I don’t know if it started when I was in youth group or whether I picked up some bad theology in college, but somewhere along the way I totally missed what it meant to be mature as a believer. I think it began as I was growing up and coming along side of men 10 to 20 years older than me. Men I thought were perfect. And men that never told me they weren’t. I would see men walking with God and it made me wonder when I would finally arrive in the journey. I guess I thought one day I would sneak off into some spiritual phone booth and come out as “Super-Christian” to save the world. Ten years later, I am sitting at my kitchen table still looking like dorky Clark Kent and wondering what was I thinking. Let me just throw out my past misconceptions and the present truths that God has been teaching me about maturity.
Lies I Believed about Maturity:
1. Sinless- This is a doctrine (Perfectionism, or in Wesleyan language “the second blessing”) that has been preached in some circles and also a way of life that we strive for as believers. The problem is that it’s NOT in the Bible. There is no concept of being perfect in this life. Yes, we are supposed to “strive. . . for the holiness” (Heb. 12:14), and to “put to death” (Col. 3:5) sins that are reigning in our mortal bodies. And it is true that we will be victorious, just not in this life.
2. Have No More Questions- We see teachers at our churches and listen to men preaching on podcasts and begin to marvel at their cleverness and quick responses. I often longed for the day when I was in college that I might have all the answers that people are looking for. It is true that we should desire to grow in knowledge of spiritual truth (Eph. 1:17-18/1 Titus 1:1) and also pray for this daily. But at the same time we must heed the words of Paul: “For now we see in a mirror dimly, but then face to face. Now I know in part; then I shall know fully, even as I have been fully known.” I had questions, I have questions now, and when I am laying on my death bed I will still be in awe of the mysterious aspects of my faith.
3. Independent- This is a great lie we believed about growing up into adults. We thought that one day I would move out, get a job, and never need anyone again. The sad part is that this lie has infiltrated our spiritual lies. We tell ourselves “I am on a spiritual journey and it is just me and Jesus.” It seems like in my life the opposite is true. The older I get the more I need the body of believers around me. The more I need their prayers, their exhortation, and their encouragement if I will ever become like Jesus.

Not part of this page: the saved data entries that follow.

//! # Timing 模块
//!
//! 进度与缓动延迟计算。全部是纯函数，不读取真实时钟。
//!
//! 时间统一用 `Duration` 表示（相对宿主定义的起点），
//! 延迟计算在毫秒浮点域中进行，最后通过 [`millis`] 转回 `Duration`。

use std::time::Duration;

use rand::Rng;

/// 方向遍历的最小步进延迟（毫秒）
pub const DEFAULT_MIN_DELAY_MS: f64 = 50.0;
/// 旧版随机模式的最小延迟（毫秒）
pub const LEGACY_MIN_DELAY_MS: f64 = 60.0;
/// 旧版随机模式的最大延迟（毫秒）
pub const LEGACY_MAX_DELAY_MS: f64 = 350.0;
/// 展示最终结果到完成回调之间的停顿（毫秒）
pub const SETTLE_DELAY_MS: f64 = 500.0;
/// 遍历/揭示模式第一步之前的延迟（毫秒）
pub const TRAVERSAL_START_DELAY_MS: f64 = 100.0;
/// 揭示类模式结束后恢复网格的延迟（毫秒）
pub const TRANSIENT_RESET_DELAY_MS: f64 = 1500.0;

/// 三次缓出：`1 - (1 - t)^3`
pub fn ease_out_cubic(t: f64) -> f64 {
    let t = t.clamp(0.0, 1.0);
    1.0 - (1.0 - t).powi(3)
}

/// 计算归一化进度，结果在 `[0, 1]`
///
/// `total` 为零时视为已经结束。
pub fn progress(start: Duration, now: Duration, total: Duration) -> f64 {
    if total.is_zero() {
        return 1.0;
    }
    let elapsed = now.saturating_sub(start);
    (elapsed.as_secs_f64() / total.as_secs_f64()).clamp(0.0, 1.0)
}

/// 缓动延迟：`min + (max - min) * ease(progress) * factor`
///
/// `factor` 由调用方提供（抖动因子），不抖动时传 `1.0`。
pub fn eased_delay(min_ms: f64, max_ms: f64, progress: f64, factor: f64) -> f64 {
    min_ms + (max_ms - min_ms) * ease_out_cubic(progress) * factor
}

/// 抽取一个 `[0.5, 1.0]` 的减速抖动因子
pub fn jitter_factor<R: Rng + ?Sized>(rng: &mut R) -> f64 {
    0.5 + rng.random::<f64>() * 0.5
}

/// 隐藏/揭示模式的基础速度：`max(200, total / 20)`
pub fn base_speed(total_ms: f64) -> f64 {
    (total_ms / 20.0).max(200.0)
}

/// 方向遍历的最大延迟：`min(800, 50 + 秒数 * 200)`
pub fn max_delay_for(total_ms: f64) -> f64 {
    let seconds = total_ms / 1000.0;
    (50.0 + seconds * 200.0).min(800.0)
}

/// 单步隐藏延迟：`floor(total / 40)` 限制在 `[150, 400]`（10 秒约 250ms）
pub fn step_delay_for(total_ms: f64) -> f64 {
    (total_ms / 40.0).floor().clamp(150.0, 400.0)
}

/// 毫秒浮点数转 `Duration`（负数与 NaN 视为 0），精确到纳秒
pub fn millis(ms: f64) -> Duration {
    if ms.is_finite() && ms > 0.0 {
        Duration::from_nanos((ms * 1_000_000.0).round() as u64)
    } else {
        Duration::ZERO
    }
}

/// `Duration` 转整数毫秒，超出 `u64` 时饱和
pub fn whole_millis(duration: Duration) -> u64 {
    u64::try_from(duration.as_millis()).unwrap_or(u64::MAX)
}

/// `Duration` 转毫秒浮点数
pub fn as_millis_f64(duration: Duration) -> f64 {
    duration.as_secs_f64() * 1000.0
}
//! # Driver 模块
//!
//! 宿主主循环：把时钟接到引擎上。
//!
//! ```text
//! handle(Start) ──► loop { sleep_until(next_deadline); tick(now) } ──► Finished
//! ```
//!
//! 实时模式用 `Instant` 计时并真实等待；`--instant` 模式使用虚拟时钟，
//! 直接跳到下一个 deadline，不等待。

use std::time::{Duration, Instant};

use roll_runtime::{Item, RollEngine, RollEvent, RollInput};

/// 宿主时钟
pub trait Clock {
    /// 相对起点的当前时间
    fn now(&self) -> Duration;

    /// 等待到 `deadline`
    fn sleep_until(&mut self, deadline: Duration);
}

/// 真实时钟
#[derive(Debug, Clone)]
pub struct SystemClock {
    epoch: Instant,
}

impl SystemClock {
    pub fn new() -> Self {
        Self {
            epoch: Instant::now(),
        }
    }
}

impl Default for SystemClock {
    fn default() -> Self {
        Self::new()
    }
}

impl Clock for SystemClock {
    fn now(&self) -> Duration {
        self.epoch.elapsed()
    }

    fn sleep_until(&mut self, deadline: Duration) {
        let now = self.now();
        if deadline > now {
            std::thread::sleep(deadline - now);
        }
    }
}

/// 虚拟时钟（不等待）
#[derive(Debug, Clone, Default)]
pub struct VirtualClock {
    now: Duration,
}

impl VirtualClock {
    pub fn new() -> Self {
        Self::default()
    }
}

impl Clock for VirtualClock {
    fn now(&self) -> Duration {
        self.now
    }

    fn sleep_until(&mut self, deadline: Duration) {
        self.now = self.now.max(deadline);
    }
}

/// 主循环
#[derive(Debug)]
pub struct Driver<C: Clock> {
    clock: C,
}

impl<C: Clock> Driver<C> {
    pub fn new(clock: C) -> Self {
        Self { clock }
    }

    /// 当前时间
    pub fn now(&self) -> Duration {
        self.clock.now()
    }

    /// 处理一个开始输入，驱动到本次抽取完成，返回最终条目
    ///
    /// 已有会话进行中（开始请求被忽略）时返回 None。
    /// 揭示类动画完成后的网格恢复不会等待。
    pub fn run(
        &mut self,
        engine: &mut RollEngine,
        input: RollInput,
        mut on_event: impl FnMut(&RollEvent),
    ) -> anyhow::Result<Option<Item>> {
        let events = engine.handle(input, self.clock.now())?;
        events.iter().for_each(&mut on_event);
        if !events
            .iter()
            .any(|e| matches!(e, RollEvent::Started { .. }))
        {
            return Ok(None);
        }

        while let Some(deadline) = engine.next_deadline() {
            self.clock.sleep_until(deadline);
            for event in engine.tick(self.clock.now()) {
                on_event(&event);
                if let RollEvent::Finished { item, .. } = event {
                    return Ok(Some(item));
                }
            }
        }

        tracing::warn!("调度队列已空，但抽取没有完成");
        Ok(None)
    }

    /// 驱动引擎直到没有待执行任务（包括网格恢复）
    pub fn drain(&mut self, engine: &mut RollEngine, mut on_event: impl FnMut(&RollEvent)) {
        while let Some(deadline) = engine.next_deadline() {
            self.clock.sleep_until(deadline);
            engine
                .tick(self.clock.now())
                .iter()
                .for_each(&mut on_event);
        }
    }
}

/// 事件的终端描述
pub fn describe(event: &RollEvent) -> String {
    match event {
        RollEvent::Started {
            roll_type,
            duration_ms,
            pool,
        } => format!(
            "▶ {} ({}), {} 秒, 候选 {} 个",
            roll_type.label(),
            roll_type,
            duration_ms / 1000,
            pool
        ),
        RollEvent::Selected { item } => format!("  · {}", item.name),
        RollEvent::Hidden { name } => format!("  ✕ {}", name),
        RollEvent::Revealed { name } => format!("  ◆ {}", name),
        RollEvent::Committed { item, .. } => format!("★ {}", item.name),
        RollEvent::Finished { item, roll_type } => {
            format!("✔ 结果: {} [{}]", item.name, roll_type)
        }
        RollEvent::TransientReset { .. } => "  ↺ 网格已恢复".to_string(),
        RollEvent::DisabledChanged { name, disabled } => {
            if *disabled {
                format!("已禁用: {}", name)
            } else {
                format!("已启用: {}", name)
            }
        }
        RollEvent::StatsReset => "统计已清空".to_string(),
    }
}

#[cfg(test)]
mod tests {
    use super::*;
    use roll_runtime::{Catalog, RollStats, RollType};

    #[test]
    fn test_virtual_clock_never_goes_back() {
        let mut clock = VirtualClock::new();
        clock.sleep_until(Duration::from_secs(3));
        clock.sleep_until(Duration::from_secs(1));
        assert_eq!(clock.now(), Duration::from_secs(3));
    }

    #[test]
    fn test_run_to_finish_on_virtual_clock() {
        let mut engine = RollEngine::new(Catalog::builtin(), RollStats::new()).with_seed(12);
        let mut driver = Driver::new(VirtualClock::new());

        let mut events = Vec::new();
        let item = driver
            .run(
                &mut engine,
                RollInput::start_with("10", RollType::UpToDown),
                |e| events.push(e.clone()),
            )
            .unwrap()
            .unwrap();

        assert!(driver.now() >= Duration::from_secs(10));
        assert!(matches!(events.first(), Some(RollEvent::Started { .. })));
        assert_eq!(
            events.last(),
            Some(&RollEvent::Finished {
                item: item.clone(),
                roll_type: RollType::UpToDown
            })
        );
        assert_eq!(engine.stats().counts().get(&item.name), Some(&1));
    }

    #[test]
    fn test_drain_runs_transient_reset() {
        let mut engine = RollEngine::new(Catalog::builtin(), RollStats::new()).with_seed(3);
        let mut driver = Driver::new(VirtualClock::new());
        driver
            .run(
                &mut engine,
                RollInput::start_with("10", RollType::HideReveal),
                |_| {},
            )
            .unwrap();
        assert_eq!(engine.visible().len(), 1);

        let mut reset = false;
        driver.drain(&mut engine, |e| {
            reset |= matches!(e, RollEvent::TransientReset { .. })
        });
        assert!(reset);
        assert_eq!(engine.visible().len(), 15);
    }

    #[test]
    fn test_describe() {
        let line = describe(&RollEvent::Started {
            roll_type: RollType::HideReveal,
            duration_ms: 12_000,
            pool: 15,
        });
        assert!(line.contains("hide-reveal"));
        assert!(line.contains("12"));
        assert_eq!(describe(&RollEvent::StatsReset), "统计已清空");
    }
}
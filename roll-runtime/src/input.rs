//! # Input 模块
//!
//! 定义宿主向引擎传递的输入。
//!
//! ## 设计说明
//!
//! - `RollInput` 是宿主采集用户操作后传给引擎的语义化输入
//! - 时长以原始文本传入，由引擎按 [`RollConfig`](crate::config::RollConfig) 解析
//! - 时间流逝不是输入：宿主直接调用 `tick(now)`

use serde::{Deserialize, Serialize};

use crate::strategy::RollType;

/// 宿主向引擎传递的输入
#[derive(Debug, Clone, PartialEq, Serialize, Deserialize)]
pub enum RollInput {
    /// 开始抽取（时长为用户输入的秒数文本）
    Start { duration: String },

    /// 以指定动画类型开始抽取
    StartWith { duration: String, roll_type: RollType },

    /// 切换条目的禁用状态
    ToggleDisabled { name: String },

    /// 清空统计
    ResetStats,
}

impl RollInput {
    /// 创建开始输入
    pub fn start(duration: impl Into<String>) -> Self {
        Self::Start {
            duration: duration.into(),
        }
    }

    /// 创建指定类型的开始输入
    pub fn start_with(duration: impl Into<String>, roll_type: RollType) -> Self {
        Self::StartWith {
            duration: duration.into(),
            roll_type,
        }
    }

    /// 创建禁用切换输入
    pub fn toggle(name: impl Into<String>) -> Self {
        Self::ToggleDisabled { name: name.into() }
    }
}

#[cfg(test)]
mod tests {
    use super::*;

    #[test]
    fn test_input_creation() {
        assert_eq!(
            RollInput::start("12"),
            RollInput::Start {
                duration: "12".to_string()
            }
        );
        assert_eq!(
            RollInput::start_with("", RollType::HideReveal),
            RollInput::StartWith {
                duration: String::new(),
                roll_type: RollType::HideReveal
            }
        );
        assert_eq!(
            RollInput::toggle("Духи"),
            RollInput::ToggleDisabled {
                name: "Духи".to_string()
            }
        );
    }

    #[test]
    fn test_input_serialization() {
        let input = RollInput::start_with("15", RollType::BottomToTop);
        let json = serde_json::to_string(&input).unwrap();
        let restored: RollInput = serde_json::from_str(&json).unwrap();
        assert_eq!(restored, input);
    }
}
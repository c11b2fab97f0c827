//! # Roll Host
//!
//! `roll-runtime` 的终端宿主。
//!
//! ## 职责
//!
//! - 配置文件加载（[`AppConfig`]）
//! - 统计、历史与叠加层文件的持久化
//! - 日志初始化
//! - 把时钟接到引擎上的主循环（[`Driver`]）

pub mod config;
pub mod driver;
pub mod history_file;
pub mod overlay;
pub mod stats_store;

pub use config::{AppConfig, ConfigError};
pub use driver::{Clock, Driver, SystemClock, VirtualClock, describe};
pub use history_file::{HistoryFile, format_record};
pub use overlay::{OverlayFile, OverlayStyle, overlay_link, overlay_query, parse_overlay_query};
pub use stats_store::StatsStore;

use roll_runtime::{RollEngine, StrategyRegistry, SyncChannel};

/// 引擎创建选项（来自命令行）
#[derive(Debug, Clone, Default)]
pub struct EngineOptions {
    /// 固定随机种子
    pub seed: Option<u64>,
    /// 启用旧版随机模式
    pub legacy: bool,
}

/// 初始化日志
///
/// `verbose` 时强制 debug，否则使用配置中的级别（无效时为 info）。
pub fn init_tracing(config: &AppConfig, verbose: bool) {
    let level = if verbose {
        tracing::Level::DEBUG
    } else {
        config.log_level.parse().unwrap_or(tracing::Level::INFO)
    };

    let _ = tracing_subscriber::fmt()
        .with_max_level(level)
        .with_target(false)
        .with_writer(std::io::stderr)
        .try_init();
}

/// 当前 Unix 秒，作为引擎时间起点（历史记录时间戳）
fn unix_now() -> u64 {
    u64::try_from(chrono::Utc::now().timestamp()).unwrap_or(0)
}

/// 按配置创建引擎：目录、文件统计、历史、叠加层同步
pub fn build_engine(config: &AppConfig, options: &EngineOptions) -> anyhow::Result<RollEngine> {
    let catalog = config.load_catalog()?;
    let stats = StatsStore::open(config.stats_path());
    let history = HistoryFile::new(config.history_path()).load();
    let channel = SyncChannel::new().with_store(OverlayFile::new(config.overlay_path()));

    let registry = if options.legacy {
        StrategyRegistry::with_legacy()
    } else {
        StrategyRegistry::standard()
    };

    let mut engine = RollEngine::new(catalog, stats)
        .with_config(config.roll)
        .with_registry(registry)
        .with_history(history)
        .with_channel(channel)
        .with_wall_epoch(unix_now());
    if let Some(seed) = options.seed {
        engine = engine.with_seed(seed);
    }
    Ok(engine)
}

/// 保存引擎的历史记录（失败只记录警告）
pub fn save_history(config: &AppConfig, engine: &RollEngine) {
    if let Err(e) = HistoryFile::new(config.history_path()).save(engine.history()) {
        tracing::warn!(error = %e, "历史文件写入失败");
    }
}
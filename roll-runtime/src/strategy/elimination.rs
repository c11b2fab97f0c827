//! # Elimination 模块
//!
//! 无放回的逐个淘汰：每一步从剩余集合中随机取出一个条目展示，
//! 随后隐藏（`hide-reveal`）或翻开（`reverse-reveal`）它。
//!
//! ## 状态转换
//!
//! ```text
//! Drawing (剩余 > 2) --抽取--> Drawing
//! Drawing (剩余 == 2) --展示失败者--> Winner(winner)
//! Drawing (剩余 == 1) --直接提交--> Done
//! Winner(winner) --展示胜者--> Done
//! ```

use rand::Rng;
use rand::rngs::StdRng;

use super::{Next, RollStrategy, RollType, Step, StepContext, StepEffect};
use crate::catalog::Item;
use crate::timing;

/// 淘汰后卡片的处理方式
#[derive(Debug, Clone, Copy, PartialEq, Eq)]
pub enum EliminationMode {
    /// 隐藏卡片
    Hide,
    /// 翻开卡片
    Reveal,
}

impl EliminationMode {
    fn roll_type(self) -> RollType {
        match self {
            Self::Hide => RollType::HideReveal,
            Self::Reveal => RollType::ReverseReveal,
        }
    }

    /// 展示失败者之后、展示胜者之前的额外停顿
    fn final_delay_ms(self, step_delay_ms: f64) -> f64 {
        match self {
            Self::Hide => (step_delay_ms * 5.0).min(1000.0),
            Self::Reveal => (step_delay_ms * 10.0).min(2000.0),
        }
    }

    fn mark(self, name: String, after_ms: f64) -> StepEffect {
        let after = timing::millis(after_ms);
        match self {
            Self::Hide => StepEffect::Hide { name, after },
            Self::Reveal => StepEffect::Reveal { name, after },
        }
    }
}

#[derive(Debug)]
enum Phase {
    Drawing,
    Winner(Item),
    Done,
}

/// 淘汰策略状态
#[derive(Debug)]
pub struct Elimination {
    mode: EliminationMode,
    remaining: Vec<Item>,
    phase: Phase,
}

impl Elimination {
    /// 以完整候选池作为初始工作集
    pub fn new(mode: EliminationMode, pool: &[Item]) -> Self {
        Self {
            mode,
            remaining: pool.to_vec(),
            phase: Phase::Drawing,
        }
    }

    /// 剩余工作集大小
    pub fn remaining(&self) -> usize {
        self.remaining.len()
    }

    fn draw(&mut self, ctx: &StepContext, rng: &mut StdRng) -> Step {
        let total_ms = ctx.total_ms();
        let step_delay = timing::step_delay_for(total_ms);

        match self.remaining.len() {
            0 | 1 => {
                // 工作集只有一个条目：无需淘汰，直接提交
                self.phase = Phase::Done;
                let Some(winner) = self.remaining.pop() else {
                    return self.stalled();
                };
                let mut effects = vec![StepEffect::Select(winner.clone())];
                if self.mode == EliminationMode::Reveal {
                    effects.push(self.mode.mark(winner.name.clone(), 0.0));
                }
                Step {
                    effects,
                    next: Next::Commit(winner),
                }
            }
            2 => {
                let loser_index = rng.random_range(0..2);
                let loser = self.remaining.remove(loser_index);
                let winner = self.remaining.remove(0);
                self.phase = Phase::Winner(winner);

                let final_delay = self.mode.final_delay_ms(step_delay);
                Step {
                    effects: vec![
                        StepEffect::Select(loser.clone()),
                        self.mode.mark(loser.name, step_delay),
                    ],
                    next: Next::Continue(timing::millis(step_delay + final_delay)),
                }
            }
            len => {
                let index = rng.random_range(0..len);
                let item = self.remaining.remove(index);

                let base = timing::base_speed(total_ms);
                let eased = timing::eased_delay(base * 0.5, base * 2.0, ctx.progress(), 1.0);
                let next_delay = eased.max(step_delay + 50.0);

                tracing::trace!(name = %item.name, remaining = self.remaining.len(), "eliminated");
                Step {
                    effects: vec![
                        StepEffect::Select(item.clone()),
                        self.mode.mark(item.name, step_delay),
                    ],
                    next: Next::Continue(timing::millis(next_delay)),
                }
            }
        }
    }

    fn stalled(&self) -> Step {
        // 只有在空候选池上被调用时才会到达这里
        Step {
            effects: Vec::new(),
            next: Next::Continue(timing::millis(timing::SETTLE_DELAY_MS)),
        }
    }
}

impl RollStrategy for Elimination {
    fn roll_type(&self) -> RollType {
        self.mode.roll_type()
    }

    fn step(&mut self, ctx: &StepContext, rng: &mut StdRng) -> Step {
        match std::mem::replace(&mut self.phase, Phase::Done) {
            Phase::Drawing => {
                self.phase = Phase::Drawing;
                self.draw(ctx, rng)
            }
            Phase::Winner(winner) => {
                let mut effects = vec![StepEffect::Select(winner.clone())];
                if self.mode == EliminationMode::Reveal {
                    effects.push(self.mode.mark(winner.name.clone(), 0.0));
                }
                Step {
                    effects,
                    next: Next::Commit(winner),
                }
            }
            Phase::Done => self.stalled(),
        }
    }
}

/// 逐个隐藏
pub fn hide_reveal(pool: &[Item], _rng: &mut StdRng) -> Box<dyn RollStrategy> {
    Box::new(Elimination::new(EliminationMode::Hide, pool))
}

/// 逐个翻开
pub fn reverse_reveal(pool: &[Item], _rng: &mut StdRng) -> Box<dyn RollStrategy> {
    Box::new(Elimination::new(EliminationMode::Reveal, pool))
}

Truths I See about Maturity:
1. Clarity of Sin- True maturity is not being sinless but seeing clearly the depths of your sin. It is having the spiritual eyes of your life strengthened so that you don’t strive to root out the large sins in your life, but you search into the cracks and small corners of your heart to expel even the most unnoticable thoughts and desires that can consume your walk with Christ.
2. Hatred of Sin- Not only should believers see their sin, but they should also hate their sin with a passion. When God brings sin in our lives we should seek to put it death. We should take up the battle plan of Paul daily, “For if you live according to the flesh you will die, but if by the Spirit you put to death the deeds of the body, you will live” (Romans 8:13). Growing in maturity is not just being able to name your enemies but having the strength and passion to take them out.
2. Humility- Those who are growing in their maturity in Christ do not believe that they have arrived in their spiritual journey. They don’t see themselves as better than those around them, but “count others more significant” than themselves (Phil. 2:3). They don’t compare their sins to others around them, but see that in light of a holy God they are the chief of sinners (1 Timothy 1:15). So in humility they take on forms of servants and never look down on those around them. They find nothing to boast in but the cross of Christ. (Gal. 6:14)
3. Needy- After seeing their sin greatly and being humbled in light of God’s holiness, the mature believer sees his need of Christ. Whether he has been saved for 5 years or 60 years, the mature believer wakes up daily knowing his sin is only forgiven in Christ alone. That his righteousness only comes from Christ alone. And that if left alone, he would only be left to despair. As Jerry Bridges wrote, “Your worst days are never so bad that you are beyond the reach of God’s grace. And your best days are never so good that you are beyond the need of God’s grace.”